*YOUR OBJECTIVE:*
Nothing may be dropped or added when the entries below are copied.

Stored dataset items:
☆ ☆ ☆ ☆

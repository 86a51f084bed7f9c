//! Technology cost projections and levelised cost estimates.
//!
//! Capital costs decline geometrically with each technology's learning rate; all other
//! cost fields are constants from the technology's parameter bundle. The LCOE estimate
//! is for reporting only and plays no part in allocation decisions.
use crate::technology::{Technology, TechnologyID};
use serde::Serialize;

/// Hours in a (non-leap) year, for converting capacity factors to annual energy
pub const HOURS_PER_YEAR: f64 = 8760.0;

/// A technology's costs evaluated for a particular year.
///
/// Derived on demand and never mutated.
#[derive(Debug, Clone, Serialize, PartialEq)]
pub struct CostSnapshot {
    /// The technology the snapshot belongs to
    pub technology_id: TechnologyID,
    /// The year the snapshot was evaluated for
    pub year: u32,
    /// Learning-curve-adjusted capital cost per MW
    pub capital_cost: f64,
    /// Annual fixed operating cost per MW (no time dependence)
    pub fixed_operating_cost: f64,
    /// Variable operating cost per MWh (no time dependence)
    pub variable_operating_cost: f64,
    /// Fuel cost per MWh (no time dependence)
    pub fuel_cost: f64,
    /// Levelised cost of energy in $/MWh; infinite if the technology produces no energy
    pub lcoe: f64,
}

/// Calculates the capital recovery factor (CRF) for a given lifetime and discount rate.
///
/// The CRF is used to annualize capital costs over the lifetime of an asset.
pub fn capital_recovery_factor(lifetime: u32, discount_rate: f64) -> f64 {
    if lifetime == 0 {
        return 0.0;
    }
    if discount_rate == 0.0 {
        return 1.0 / lifetime as f64;
    }
    let factor = (1.0 + discount_rate).powi(lifetime as i32);
    discount_rate * factor / (factor - 1.0)
}

/// The capital cost per MW for `year`, after learning-curve decline from the start year.
///
/// `capex(year) = capex_base * (1 - learning_rate)^(year - start_year)`
pub fn learning_adjusted_capital_cost(technology: &Technology, year: u32, start_year: u32) -> f64 {
    technology.capital_cost * (1.0 - technology.learning_rate).powi((year - start_year) as i32)
}

/// A simplified levelised cost of energy in $/MWh.
///
/// Annualised capital cost per MWh of annual output, plus variable O&M and fuel costs.
/// A technology with zero annual energy output has an infinite LCOE (it is economically
/// non-viable at zero output); this is a sentinel the caller can detect with
/// [`f64::is_infinite`], never a division fault.
pub fn levelised_cost(technology: &Technology, capital_cost: f64, discount_rate: f64) -> f64 {
    let crf = capital_recovery_factor(technology.lifetime, discount_rate);
    let annual_capital_cost = capital_cost * crf;
    let annual_energy = technology.capacity_factor * HOURS_PER_YEAR;
    if annual_energy == 0.0 {
        return f64::INFINITY;
    }

    annual_capital_cost / annual_energy
        + technology.variable_operating_cost
        + technology.fuel_cost
}

/// Evaluate a technology's cost snapshot for the given year.
pub fn cost_snapshot(
    technology_id: &TechnologyID,
    technology: &Technology,
    year: u32,
    start_year: u32,
    discount_rate: f64,
) -> CostSnapshot {
    let capital_cost = learning_adjusted_capital_cost(technology, year, start_year);
    CostSnapshot {
        technology_id: technology_id.clone(),
        year,
        capital_cost,
        fixed_operating_cost: technology.fixed_operating_cost,
        variable_operating_cost: technology.variable_operating_cost,
        fuel_cost: technology.fuel_cost,
        lcoe: levelised_cost(technology, capital_cost, discount_rate),
    }
}

#[cfg(test)]
mod tests {
    use super::*;
    use crate::fixture::technology_map;
    use crate::technology::TechnologyMap;
    use float_cmp::assert_approx_eq;
    use rstest::rstest;

    #[rstest]
    #[case(0, 0.05, 0.0)] // Edge case: lifetime==0
    #[case(10, 0.0, 0.1)] // Other edge case: discount_rate==0
    #[case(10, 0.05, 0.1295045749654567)]
    #[case(5, 0.03, 0.2183545714005762)]
    fn test_capital_recovery_factor(
        #[case] lifetime: u32,
        #[case] discount_rate: f64,
        #[case] expected: f64,
    ) {
        let result = capital_recovery_factor(lifetime, discount_rate);
        assert_approx_eq!(f64, result, expected, epsilon = 1e-10);
    }

    #[rstest]
    fn test_learning_curve_exact(technology_map: TechnologyMap) {
        // capex(y) = capex_base * (1 - learning_rate)^(y - start_year), exactly
        let start_year = 2025;
        for technology in technology_map.values() {
            for year in [2025, 2030, 2040, 2050] {
                let expected = technology.capital_cost
                    * (1.0 - technology.learning_rate).powi((year - start_year) as i32);
                let result = learning_adjusted_capital_cost(technology, year, start_year);
                assert_approx_eq!(f64, result, expected, epsilon = 1e-9);
            }
        }
    }

    #[rstest]
    fn test_learning_curve_start_year_identity(technology_map: TechnologyMap) {
        for technology in technology_map.values() {
            assert_eq!(
                learning_adjusted_capital_cost(technology, 2025, 2025),
                technology.capital_cost
            );
        }
    }

    #[rstest]
    fn test_levelised_cost(technology_map: TechnologyMap) {
        // Hand-computed for the fixture gas plant: capex 800000, lifetime 25, r = 0.07
        let gas = &technology_map["natural_gas_plant"];
        let crf = 0.07 * 1.07f64.powi(25) / (1.07f64.powi(25) - 1.0);
        let expected = 800000.0 * crf / (0.85 * HOURS_PER_YEAR) + 45.0 + 35.0;
        let result = levelised_cost(gas, gas.capital_cost, 0.07);
        assert_approx_eq!(f64, result, expected, epsilon = 1e-9);
    }

    #[rstest]
    fn test_levelised_cost_zero_output(technology_map: TechnologyMap) {
        // Zero capacity factor must yield the infinite sentinel, not a fault
        let mut gas = technology_map["natural_gas_plant"].clone();
        gas.capacity_factor = 0.0;
        assert!(levelised_cost(&gas, gas.capital_cost, 0.07).is_infinite());
    }

    #[rstest]
    fn test_cost_snapshot_passthrough(technology_map: TechnologyMap) {
        let (id, wind) = technology_map.get_key_value("wind_turbine").unwrap();
        let snapshot = cost_snapshot(id, wind, 2030, 2025, 0.07);
        assert_eq!(snapshot.year, 2030);
        assert_eq!(snapshot.fixed_operating_cost, wind.fixed_operating_cost);
        assert_eq!(snapshot.variable_operating_cost, wind.variable_operating_cost);
        assert_eq!(snapshot.fuel_cost, wind.fuel_cost);
        assert!(snapshot.capital_cost < wind.capital_cost); // learning has bitten
    }
}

☆ ☆ ☆ ☆

*COMPLETED TASK:*
repository 86a51f084bed7f9c
//! Technology cost projections and levelised cost estimates.
//!
//! Capital costs decline geometrically with each technology's learning rate; all other
//! cost fields are constants from the technology's parameter bundle. The LCOE estimate
//! is for reporting only and plays no part in allocation decisions.
use crate::technology::{Technology, TechnologyID};
use serde::Serialize;

/// Hours in a (non-leap) year, for converting capacity factors to annual energy
pub const HOURS_PER_YEAR: f64 = 8760.0;

/// A technology's costs evaluated for a particular year.
///
/// Derived on demand and never mutated.
#[derive(Debug, Clone, Serialize, PartialEq)]
pub struct CostSnapshot {
    /// The technology the snapshot belongs to
    pub technology_id: TechnologyID,
    /// The year the snapshot was evaluated for
    pub year: u32,
    /// Learning-curve-adjusted capital cost per MW
    pub capital_cost: f64,
    /// Annual fixed operating cost per MW (no time dependence)
    pub fixed_operating_cost: f64,
    /// Variable operating cost per MWh (no time dependence)
    pub variable_operating_cost: f64,
    /// Fuel cost per MWh (no time dependence)
    pub fuel_cost: f64,
    /// Levelised cost of energy in $/MWh; infinite if the technology produces no energy
    pub lcoe: f64,
}

/// Calculates the capital recovery factor (CRF) for a given lifetime and discount rate.
///
/// The CRF is used to annualize capital costs over the lifetime of an asset.
pub fn capital_recovery_factor(lifetime: u32, discount_rate: f64) -> f64 {
    if lifetime == 0 {
        return 0.0;
    }
    if discount_rate == 0.0 {
        return 1.0 / lifetime as f64;
    }
    let factor = (1.0 + discount_rate).powi(lifetime as i32);
    discount_rate * factor / (factor - 1.0)
}

/// The capital cost per MW for `year`, after learning-curve decline from the start year.
///
/// `capex(year) = capex_base * (1 - learning_rate)^(year - start_year)`
pub fn learning_adjusted_capital_cost(technology: &Technology, year: u32, start_year: u32) -> f64 {
    technology.capital_cost * (1.0 - technology.learning_rate).powi((year - start_year) as i32)
}

/// A simplified levelised cost of energy in $/MWh.
///
/// Annualised capital cost per MWh of annual output, plus variable O&M and fuel costs.
/// A technology with zero annual energy output has an infinite LCOE (it is economically
/// non-viable at zero output); this is a sentinel the caller can detect with
/// [`f64::is_infinite`], never a division fault.
pub fn levelised_cost(technology: &Technology, capital_cost: f64, discount_rate: f64) -> f64 {
    let crf = capital_recovery_factor(technology.lifetime, discount_rate);
    let annual_capital_cost = capital_cost * crf;
    let annual_energy = technology.capacity_factor * HOURS_PER_YEAR;
    if annual_energy == 0.0 {
        return f64::INFINITY;
    }

    annual_capital_cost / annual_energy
        + technology.variable_operating_cost
        + technology.fuel_cost
}

/// Evaluate a technology's cost snapshot for the given year.
pub fn cost_snapshot(
    technology_id: &TechnologyID,
    technology: &Technology,
    year: u32,
    start_year: u32,
    discount_rate: f64,
) -> CostSnapshot {
    let capital_cost = learning_adjusted_capital_cost(technology, year, start_year);
    CostSnapshot {
        technology_id: technology_id.clone(),
        year,
        capital_cost,
        fixed_operating_cost: technology.fixed_operating_cost,
        variable_operating_cost: technology.variable_operating_cost,
        fuel_cost: technology.fuel_cost,
        lcoe: levelised_cost(technology, capital_cost, discount_rate),
    }
}

#[cfg(test)]
mod tests {
    use super::*;
    use crate::fixture::technology_map;
    use crate::technology::TechnologyMap;
    use float_cmp::assert_approx_eq;
    use rstest::rstest;

    #[rstest]
    #[case(0, 0.05, 0.0)] // Edge case: lifetime==0
    #[case(10, 0.0, 0.1)] // Other edge case: discount_rate==0
    #[case(10, 0.05, 0.1295045749654567)]
    #[case(5, 0.03, 0.2183545714005762)]
    fn test_capital_recovery_factor(
        #[case] lifetime: u32,
        #[case] discount_rate: f64,
        #[case] expected: f64,
    ) {
        let result = capital_recovery_factor(lifetime, discount_rate);
        assert_approx_eq!(f64, result, expected, epsilon = 1e-10);
    }

    #[rstest]
    fn test_learning_curve_exact(technology_map: TechnologyMap) {
        // capex(y) = capex_base * (1 - learning_rate)^(y - start_year), exactly
        let start_year = 2025;
        for technology in technology_map.values() {
            for year in [2025, 2030, 2040, 2050] {
                let expected = technology.capital_cost
                    * (1.0 - technology.learning_rate).powi((year - start_year) as i32);
                let result = learning_adjusted_capital_cost(technology, year, start_year);
                assert_approx_eq!(f64, result, expected, epsilon = 1e-9);
            }
        }
    }

    #[rstest]
    fn test_learning_curve_start_year_identity(technology_map: TechnologyMap) {
        for technology in technology_map.values() {
            assert_eq!(
                learning_adjusted_capital_cost(technology, 2025, 2025),
                technology.capital_cost
            );
        }
    }

    #[rstest]
    fn test_levelised_cost(technology_map: TechnologyMap) {
        // Hand-computed for the fixture gas plant: capex 800000, lifetime 25, r = 0.07
        let gas = &technology_map["natural_gas_plant"];
        let crf = 0.07 * 1.07f64.powi(25) / (1.07f64.powi(25) - 1.0);
        let expected = 800000.0 * crf / (0.85 * HOURS_PER_YEAR) + 45.0 + 35.0;
        let result = levelised_cost(gas, gas.capital_cost, 0.07);
        assert_approx_eq!(f64, result, expected, epsilon = 1e-9);
    }

    #[rstest]
    fn test_levelised_cost_zero_output(technology_map: TechnologyMap) {
        // Zero capacity factor must yield the infinite sentinel, not a fault
        let mut gas = technology_map["natural_gas_plant"].clone();
        gas.capacity_factor = 0.0;
        assert!(levelised_cost(&gas, gas.capital_cost, 0.07).is_infinite());
    }

    #[rstest]
    fn test_cost_snapshot_passthrough(technology_map: TechnologyMap) {
        let (id, wind) = technology_map.get_key_value("wind_turbine").unwrap();
        let snapshot = cost_snapshot(id, wind, 2030, 2025, 0.07);
        assert_eq!(snapshot.year, 2030);
        assert_eq!(snapshot.fixed_operating_cost, wind.fixed_operating_cost);
        assert_eq!(snapshot.variable_operating_cost, wind.variable_operating_cost);
        assert_eq!(snapshot.fuel_cost, wind.fuel_cost);
        assert!(snapshot.capital_cost < wind.capital_cost); // learning has bitten
    }
}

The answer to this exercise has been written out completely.